## Saved data entries
=======
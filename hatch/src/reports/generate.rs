//! Generate command report data structures.

use hatchling_generator::{Kind, Outcome, StepRecord};

use super::output::{Output, Report};

/// Report data from a generator run.
#[derive(Debug)]
pub struct GenerateReport {
    /// Generator kind.
    pub kind: Kind,
    /// Kebab-case module name.
    pub name: String,
    /// Steps run, or steps that would run.
    pub result: GenerateResult,
}

/// Result of a generator run.
#[derive(Debug)]
pub enum GenerateResult {
    /// Steps were executed.
    Applied(Vec<StepRecord>),
    /// Dry-run: step descriptions, in order.
    Planned(Vec<String>),
}

impl Report for GenerateReport {
    fn render(&self, out: &mut dyn Output) {
        match &self.result {
            GenerateResult::Applied(records) => self.render_applied(out, records),
            GenerateResult::Planned(steps) => self.render_planned(out, steps),
        }
    }
}

impl GenerateReport {
    fn render_applied(&self, out: &mut dyn Output, records: &[StepRecord]) {
        out.section(&format!("Generated {} '{}'", self.kind, self.name));
        for record in records {
            let text = format!("{} ({})", record.path.display(), record.outcome);
            match record.outcome {
                Outcome::Updated => out.changed_item(&text),
                outcome if outcome.is_change() => out.added_item(&text),
                _ => out.unchanged_item(&text),
            }
        }

        let changed = records.iter().filter(|r| r.outcome.is_change()).count();
        out.newline();
        out.preformatted(&format!(
            "{} of {} steps changed the project",
            changed,
            records.len()
        ));
    }

    fn render_planned(&self, out: &mut dyn Output, steps: &[String]) {
        out.section(&format!("Plan for {} '{}'", self.kind, self.name));
        for (i, step) in steps.iter().enumerate() {
            out.numbered_item(i + 1, step);
        }

        out.newline();
        out.preformatted(&format!("{} steps, nothing written (dry run)", steps.len()));
    }
}

#[cfg(test)]
mod tests {
    use std::path::PathBuf;

    use super::*;
    use crate::reports::output::BufferOutput;

    fn record(action: &'static str, path: &str, outcome: Outcome) -> StepRecord {
        StepRecord {
            action,
            path: PathBuf::from(path),
            outcome,
        }
    }

    #[test]
    fn test_render_applied() {
        let report = GenerateReport {
            kind: Kind::SubApp,
            name: "shop".to_string(),
            result: GenerateResult::Applied(vec![
                record("mkdir", "sub-apps", Outcome::DirExists),
                record("mkdir", "sub-apps/shop", Outcome::DirCreated),
                record("update", "sub-apps/index.ts", Outcome::Updated),
                record("copy", "sub-apps/shop/hooks/index.ts", Outcome::Skipped),
            ]),
        };

        let mut out = BufferOutput::default();
        report.render(&mut out);

        assert_eq!(
            out.lines,
            vec![
                "Generated sub-app 'shop':",
                "  = sub-apps (exists)",
                "  + sub-apps/shop (created)",
                "  ~ sub-apps/index.ts (updated)",
                "  = sub-apps/shop/hooks/index.ts (exists)",
                "",
                "2 of 4 steps changed the project",
            ]
        );
    }

    #[test]
    fn test_render_planned() {
        let report = GenerateReport {
            kind: Kind::Hook,
            name: "auth".to_string(),
            result: GenerateResult::Planned(vec!["mkdir hooks".to_string()]),
        };

        let mut out = BufferOutput::default();
        report.render(&mut out);

        assert_eq!(
            out.lines,
            vec![
                "Plan for hook 'auth':",
                "  1. mkdir hooks",
                "",
                "1 steps, nothing written (dry run)",
            ]
        );
    }
}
=======
## Problem to work on
Each line of the data above containing the string "records" is to be copied.

## Expected answer
            GenerateResult::Applied(records) => self.render_applied(out, records),
    fn render_applied(&self, out: &mut dyn Output, records: &[StepRecord]) {
        for record in records {
        let changed = records.iter().filter(|r| r.outcome.is_change()).count();
            records.len()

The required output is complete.